Jesus' obedience in life and death to the will of God, has made it possible for all of us to experience God’s presence, for all of us to hear “I am with you, says the Lord.” If you’ve never heard that from God, if you’ve never felt your heart strangely warmed by the presence of God’s love, if you’ve never committed yourself to a life of obedience towards God, let today be the day that you say like Jesus did, Father into your hands I commend my spirit. Trust in Jesus to lead your life. 

And for those of us who have experienced God’s presence and who are committed to obeying God and following the influence of his Spirit, here are three ways for us to apply what we read this morning, knowing that we should fear God to be near God.

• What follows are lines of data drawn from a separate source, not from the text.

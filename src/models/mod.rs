//! Domain models and data structures for the contract lifecycle client.
//!
//! - `config`: Configuration loading and validation
//! - `core`: Core domain models (Network, ContractArtifact, ContractReference)

mod config;
mod core;

// Re-export core types
pub use self::core::{
	Asset, AssetCreation, ContractArtifact, ContractReference, DeploymentOutcome, Network,
	RpcUrl, SecretError, SecretString, SecretValue, TransactionOutcome, RWA_ASSET_ABI,
};

// Re-export config types
pub use config::{ConfigError, ConfigLoader};
pub(crate) use config::artifact_paths;
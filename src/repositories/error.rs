//! Error types for repository operations.
//!
//! Errors raised while loading networks and contract artifacts, or while
//! looking up an entry that does not exist.

use log::error;
use std::error::Error;
use std::fmt;

/// Errors that can occur during repository operations
#[derive(Debug)]
pub enum RepositoryError {
	/// Error that occurs when configuration validation fails
	ValidationError(String),

	/// Error that occurs when loading configurations from files
	LoadError(String),

	/// Error that occurs when a requested entry does not exist
	NotFound(String),
}

impl RepositoryError {
	/// Format an error message for display
	///
	/// Creates a human-readable error message based on the error type.
	fn format_message(&self) -> String {
		match self {
			Self::ValidationError(msg) => format!("Validation error: {}", msg),
			Self::LoadError(msg) => format!("Load error: {}", msg),
			Self::NotFound(msg) => format!("Not found: {}", msg),
		}
	}

	/// Create a new validation error with the given message
	///
	/// Also logs the error message at the error level.
	pub fn validation_error(msg: impl Into<String>) -> Self {
		let error = Self::ValidationError(msg.into());
		error!("{}", error.format_message());
		error
	}

	/// Create a new load error with the given message
	///
	/// Also logs the error message at the error level.
	pub fn load_error(msg: impl Into<String>) -> Self {
		let error = Self::LoadError(msg.into());
		error!("{}", error.format_message());
		error
	}

	/// Create a new not found error with the given message
	///
	/// Also logs the error message at the error level.
	pub fn not_found(msg: impl Into<String>) -> Self {
		let error = Self::NotFound(msg.into());
		error!("{}", error.format_message());
		error
	}
}

impl fmt::Display for RepositoryError {
	fn fmt(&self, f: &mut fmt::Formatter<'_>) -> fmt::Result {
		write!(f, "{}", self.format_message())
	}
}

impl Error for RepositoryError {}

impl From<std::io::Error> for RepositoryError {
	fn from(err: std::io::Error) -> Self {
		Self::load_error(err.to_string())
	}
}

impl From<crate::models::ConfigError> for RepositoryError {
	fn from(err: crate::models::ConfigError) -> Self {
		match err {
			crate::models::ConfigError::ValidationError(msg) => Self::ValidationError(msg),
			other => Self::LoadError(other.to_string()),
		}
	}
}
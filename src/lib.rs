//! Contract lifecycle client for the `RWAAsset` smart contract.
//!
//! Deploys the compiled contract to a configured network and calls its
//! `createAsset` / `getAsset` functions over JSON-RPC.
//!
//! - `bootstrap`: wiring between configuration and services
//! - `models`: networks, artifacts, contract references and results
//! - `repositories`: loading networks and artifacts from disk
//! - `services`: RPC client, deployer and interactor
//! - `utils`: logging, parsing and defaults

pub mod bootstrap;
pub mod models;
pub mod repositories;
pub mod services;
pub mod utils;
//! Blockchain error types and handling.
//!
//! This module provides the error type for RPC and signing operations,
//! covering network connectivity, request processing, transaction
//! confirmation and credential problems.

use alloy::{
	contract::Error as AlloyContractError,
	providers::PendingTransactionError,
	transports::{RpcError, TransportError},
};
use log::error;

use crate::models::SecretError;

/// Represents possible errors that can occur during blockchain operations
#[derive(Debug)]
pub enum BlockChainError {
	/// Errors related to network connectivity issues
	ConnectionError(String),

	/// Errors related to malformed requests or invalid responses
	RequestError(String),

	/// Errors related to transaction submission or confirmation
	TransactionError(String),

	/// Errors related to credentials and signer resolution
	SignerError(String),
}

impl BlockChainError {
	/// Formats the error message based on the error type
	fn format_message(&self) -> String {
		match self {
			Self::ConnectionError(msg) => format!("Connection error: {}", msg),
			Self::RequestError(msg) => format!("Request error: {}", msg),
			Self::TransactionError(msg) => format!("Transaction error: {}", msg),
			Self::SignerError(msg) => format!("Signer error: {}", msg),
		}
	}

	/// Creates a new connection error with logging
	pub fn connection_error(msg: impl Into<String>) -> Self {
		let error = Self::ConnectionError(msg.into());
		error!("{}", error.format_message());
		error
	}

	/// Creates a new request error with logging
	pub fn request_error(msg: impl Into<String>) -> Self {
		let error = Self::RequestError(msg.into());
		error!("{}", error.format_message());
		error
	}

	/// Creates a new transaction error with logging
	pub fn transaction_error(msg: impl Into<String>) -> Self {
		let error = Self::TransactionError(msg.into());
		error!("{}", error.format_message());
		error
	}

	/// Creates a new signer error with logging
	pub fn signer_error(msg: impl Into<String>) -> Self {
		let error = Self::SignerError(msg.into());
		error!("{}", error.format_message());
		error
	}
}

impl std::fmt::Display for BlockChainError {
	fn fmt(&self, f: &mut std::fmt::Formatter<'_>) -> std::fmt::Result {
		write!(f, "{}", self.format_message())
	}
}

impl std::error::Error for BlockChainError {}

/// Transport failures (refused connections, timeouts, HTTP errors) are
/// connection errors, everything else the node answered with is a request error
impl From<TransportError> for BlockChainError {
	fn from(err: TransportError) -> Self {
		match err {
			RpcError::Transport(kind) => Self::connection_error(kind.to_string()),
			other => Self::request_error(other.to_string()),
		}
	}
}

impl From<PendingTransactionError> for BlockChainError {
	fn from(err: PendingTransactionError) -> Self {
		Self::transaction_error(format!("Failed to confirm transaction: {}", err))
	}
}

impl From<AlloyContractError> for BlockChainError {
	fn from(err: AlloyContractError) -> Self {
		match err {
			AlloyContractError::TransportError(err) => err.into(),
			AlloyContractError::PendingTransactionError(err) => err.into(),
			other => Self::request_error(other.to_string()),
		}
	}
}

impl From<SecretError> for BlockChainError {
	fn from(err: SecretError) -> Self {
		Self::signer_error(err.to_string())
	}
}
//! Contract artifact repository.
//!
//! Resolves a compiled contract by name from the artifacts directory produced by
//! the Solidity toolchain.

use std::{
	collections::BTreeMap,
	path::{Path, PathBuf},
};

use crate::{
	models::{artifact_paths, ConfigLoader, ContractArtifact},
	repositories::error::RepositoryError,
};

/// Resolves compiled contracts by name
pub trait ArtifactRepositoryTrait: Send + Sync {
	fn resolve(&self, contract_name: &str) -> Result<ContractArtifact, RepositoryError>;
}

/// Artifacts stored on disk in the Hardhat layout
/// (`<root>/<source path>/<Name>.sol/<Name>.json`)
#[derive(Debug, Clone)]
pub struct ArtifactRepository {
	root: PathBuf,
}

impl ArtifactRepository {
	pub fn new(root: Option<&Path>) -> Result<Self, RepositoryError> {
		let root = root
			.map(Path::to_path_buf)
			.unwrap_or_else(|| PathBuf::from("artifacts"));

		if !root.is_dir() {
			return Err(RepositoryError::load_error(format!(
				"artifacts directory not found: {}. Compile the contracts first",
				root.display()
			)));
		}

		Ok(Self { root })
	}
}

impl ArtifactRepositoryTrait for ArtifactRepository {
	fn resolve(&self, contract_name: &str) -> Result<ContractArtifact, RepositoryError> {
		let candidates = artifact_paths(&self.root, Some(contract_name))
			.map_err(|e| RepositoryError::load_error(e.to_string()))?;

		// A file with the right name can still be unusable (an abstract
		// contract in another source directory); it only matters when nothing
		// else matches.
		let mut matches = Vec::new();
		let mut rejected = None;
		for path in candidates {
			match ContractArtifact::load_from_path(&path) {
				Ok(artifact) if artifact.contract_name == contract_name => {
					matches.push((path, artifact));
				}
				Ok(_) => {}
				Err(e) => {
					tracing::debug!(path = %path.display(), error = %e, "Skipping artifact");
					rejected.get_or_insert(e);
				}
			}
		}

		match matches.len() {
			0 => {
				if let Some(e) = rejected {
					return Err(e.into());
				}

				let available: BTreeMap<String, ContractArtifact> =
					ContractArtifact::load_all(Some(&self.root)).unwrap_or_default();
				let available: Vec<&str> = available.keys().map(String::as_str).collect();
				Err(RepositoryError::not_found(format!(
					"artifact for contract '{}' in {} (available: {})",
					contract_name,
					self.root.display(),
					if available.is_empty() {
						"none".to_string()
					} else {
						available.join(", ")
					}
				)))
			}
			1 => {
				let (path, artifact) = matches.remove(0);
				tracing::debug!(
					contract = contract_name,
					path = %path.display(),
					"Resolved contract artifact"
				);
				Ok(artifact)
			}
			_ => {
				let sources: Vec<String> = matches
					.iter()
					.map(|(_, artifact)| {
						artifact
							.source_name
							.clone()
							.unwrap_or_else(|| "<unknown source>".to_string())
					})
					.collect();
				Err(RepositoryError::validation_error(format!(
					"multiple artifacts for contract '{}': {}. Use a unique contract name",
					contract_name,
					sources.join(", ")
				)))
			}
		}
	}
}
//! Core services implementing the contract lifecycle.
//!
//! - `blockchain`: RPC client, signer resolution and contract bindings
//! - `contract`: deployment and interaction built on top of the client

pub mod blockchain;
pub mod contract;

First, practice. Practice what God says. Obey the commandments. Fear God. Do what he says. We all have things we know we ought to do but don’t. We all have something nagging at our conscience. I really ought to apologize to him. I really ought to tell her the truth. I really ought to thank her for all she’s done. I really ought to forgive him. Whatever God is telling you to do, do it. And when we obey, we will find ourselves nearer to God. 

Second, pray. Prayer is a way we enter into and enjoy God’s presence. Spending time speaking to God and listening to God, asking God and praising God, reminds us of that key message “I am with you, says the Lord.” Set aside time in your life for prayer. Maybe right when you get up or before you go to bed. Pray before meals. Pray with friends and pray alone. Pray whenever you can remember to pray. Enter into God’s presence, know that he is with you. 


Third, provide. Provide for the needs of others. When we experience God’s presence the Spirit stirs us up to do good works. The Spirit stirs us up to serve others. How is the Spirit influencing you to help others? Who is the Spirit putting on your heart, that you should call them or make them a meal or babysit for? There are people praying every night to God for help and God may have chosen you to be the answer to their prayer. Be stirred by the Spirit to do good works and provide for others. 


And remember that whatever we do as Christians, Jesus does through us. Paul wrote in his letter to the Galatians: it is no longer I who live, but it is Christ who lives in me. Christ is alive within us. And when we are called to practice and pray and provide, the Spirit of Christ living within us will answer that call. The Spirit of God has empowered us to do good and to experience the joy of his presence forever. Let’s pray.